Les trois peurs allemandes

« J’ai passé une semaine extrêmement mouvementée et intellectuellement stimulante à Berlin. Malgré mon suivi de la politique allemande (toute personne intéressée par l’Europe ne peut se permettre d’ignorer la politique allemande), je ne m’attendais pas à voir un tel malaise transparaître dans pratiquement chaque conversation. (…)

Quels sont les sujets qui ont alimenté ce pessimisme ? Voici une liste approximative : l’inflation et les problèmes énergétiques, la stagnation économique (une croissance quasi nulle), l’essor de l’extrême-droite, la paralysie politique, l’écroulement des exportations vers la Chine, le déclin de la technologie automobile allemande, les fortes inégalités de patrimoine, l’assimilation imparfaite des personnes nées à l’étranger, l’inefficacité du réseau ferroviaire allemande, l’obscurité des rues de Berlin (en raison des économies d’énergie), la pleine dépendance politique vis-à-vis Etats-Unis. On peut continuer, selon la personne avec qui j’ai pu parler, les aléas de la conversation et l’humeur du jour.

Pour un observateur étranger qui aurait débarqué en Allemagne sans en savoir autant, ce pessimisme semble exagéré. Du côté positif du bilan, on pourrait lister la richesse globale du pays, l’acceptation de plus d’un million de réfugiés syriens et presque autant d’Ukraine et le plein emploi. Pourtant, le ton négatif l’emporte.
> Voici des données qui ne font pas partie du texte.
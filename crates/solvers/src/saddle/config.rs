use thiserror::Error;

/// Configuration shared by the saddle-point solvers.
#[derive(Debug, Clone, Copy, PartialEq)]
pub struct Config {
    learning_rate: f64,
    tolerance: f64,
    max_iters: usize,
}

/// Errors that can occur when validating a saddle solver config.
#[derive(Debug, Error, Clone, Copy, PartialEq, Eq)]
pub enum ConfigError {
    #[error("learning_rate must be finite and positive")]
    LearningRate,

    #[error("tolerance must be finite and positive")]
    Tolerance,
}

impl Default for Config {
    fn default() -> Self {
        // Known-good values, unwrap is safe
        Self::new(0.1, 1e-5, 10_000).unwrap()
    }
}

impl Config {
    /// Creates a new config with a validated learning rate and tolerance.
    ///
    /// # Errors
    ///
    /// Returns an error if the learning rate or tolerance is non-positive or
    /// non-finite.
    pub fn new(learning_rate: f64, tolerance: f64, max_iters: usize) -> Result<Self, ConfigError> {
        if !learning_rate.is_finite() || learning_rate <= 0.0 {
            return Err(ConfigError::LearningRate);
        }
        if !tolerance.is_finite() || tolerance <= 0.0 {
            return Err(ConfigError::Tolerance);
        }

        Ok(Self {
            learning_rate,
            tolerance,
            max_iters,
        })
    }

    /// Creates a config with the customary twisted gradient descent stopping
    /// rule: tolerance `1e-3` and at most 1000 iterations.
    ///
    /// # Errors
    ///
    /// Returns an error if the learning rate is non-positive or non-finite.
    pub fn twisted(learning_rate: f64) -> Result<Self, ConfigError> {
        Self::new(learning_rate, 1e-3, 1000)
    }

    /// Returns the step size η.
    #[must_use]
    pub fn learning_rate(&self) -> f64 {
        self.learning_rate
    }

    /// Returns the gradient-norm tolerance τ.
    #[must_use]
    pub fn tolerance(&self) -> f64 {
        self.tolerance
    }

    /// Returns the maximum number of update steps.
    #[must_use]
    pub fn max_iters(&self) -> usize {
        self.max_iters
    }
}
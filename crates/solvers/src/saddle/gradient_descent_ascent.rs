//! Simultaneous gradient descent/ascent.
//!
//! Each step descends in `x` and ascends in `y` from a single gradient
//! evaluation:
//!
//! ```text
//! z_{i+1} = z_i − η · J · ∇L(z_i),   J = diag(1, −1)
//! ```
//!
//! The tolerance is checked **before** each update, so a starting point whose
//! gradient norm is already below tolerance returns a one-point trajectory.

use saddle_core::{Observer, Point, SaddleProblem};

use super::{
    Action, Config, Error, Event, Solution,
    evaluate::Gradient,
    iterate::{Check, iterate},
};

/// Runs gradient descent/ascent from `initial`.
///
/// The observer receives an [`Event`] for the initial point and after each
/// step, and may return [`Action::StopEarly`] to end the run.
///
/// # Errors
///
/// Returns an error if the problem fails. A run that overflows is not an
/// error and ends with [`Status::Diverged`](super::Status::Diverged).
pub fn solve<P, Obs>(
    problem: &P,
    initial: Point,
    config: &Config,
    observer: Obs,
) -> Result<Solution, Error>
where
    P: SaddleProblem,
    Obs: Observer<Event, Action>,
{
    let lr = config.learning_rate();
    iterate(
        problem,
        initial,
        config,
        Check::BeforeStep,
        observer,
        |_, point, grad| Ok(step(point, grad, lr)),
    )
}

/// Runs gradient descent/ascent without observation.
///
/// # Errors
///
/// Returns an error if the problem fails. A run that overflows is not an
/// error and ends with [`Status::Diverged`](super::Status::Diverged).
pub fn solve_unobserved<P: SaddleProblem>(
    problem: &P,
    initial: Point,
    config: &Config,
) -> Result<Solution, Error> {
    solve(problem, initial, config, ())
}

fn step(point: Point, grad: &Gradient, lr: f64) -> Point {
    let [dx, dy] = grad.components;
    Point::new(point.x - lr * dx, point.y + lr * dy)
}
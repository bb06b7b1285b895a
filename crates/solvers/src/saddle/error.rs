use std::error::Error as StdError;

use saddle_core::Point;

use super::{Algorithm, SelectorError};

/// Errors that can occur during a saddle-point solve.
#[derive(Debug, thiserror::Error)]
pub enum Error {
    #[error("problem error: {0}")]
    Problem(#[source] Box<dyn StdError + Send + Sync>),

    /// `J + η·H` could not be inverted during an implicit update.
    #[error("singular system J + ηH at iteration {iter}, point {point}")]
    SingularSystem { iter: usize, point: Point },

    #[error("{0} requires a Hessian")]
    HessianRequired(Algorithm),

    #[error("invalid algorithm selector: {0}")]
    Selector(#[from] SelectorError),
}

impl Error {
    pub(crate) fn problem<E: StdError + Send + Sync + 'static>(err: E) -> Self {
        Self::Problem(Box::new(err))
    }
}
Je pense que le pessimisme domine non seulement à cause des guerres qui ont actuellement cours en Ukraine et en Palestine et de l’incertitude générale qui a enveloppé le monde, et l’Europe en particulier, mais en raison de la résonance des inquiétudes actuelles avec les événements qui se sont produits en Allemagne depuis un siècle. Il me semble que les événements actuels ont joué sur trois grandes peurs allemandes : l’inflation galopante, l’ébranlement de la démocratie et la hausse de l’antisémitisme. Ces trois événements ont eu lieu au cours de la période de Weimar ; et comme une personne qui a déjà été empoisonnée, la peur que des événements similaires se répètent n’est pas évaluée à l’aune de la force du "poison" actuel, mais à l’aune des souvenirs des événements passés.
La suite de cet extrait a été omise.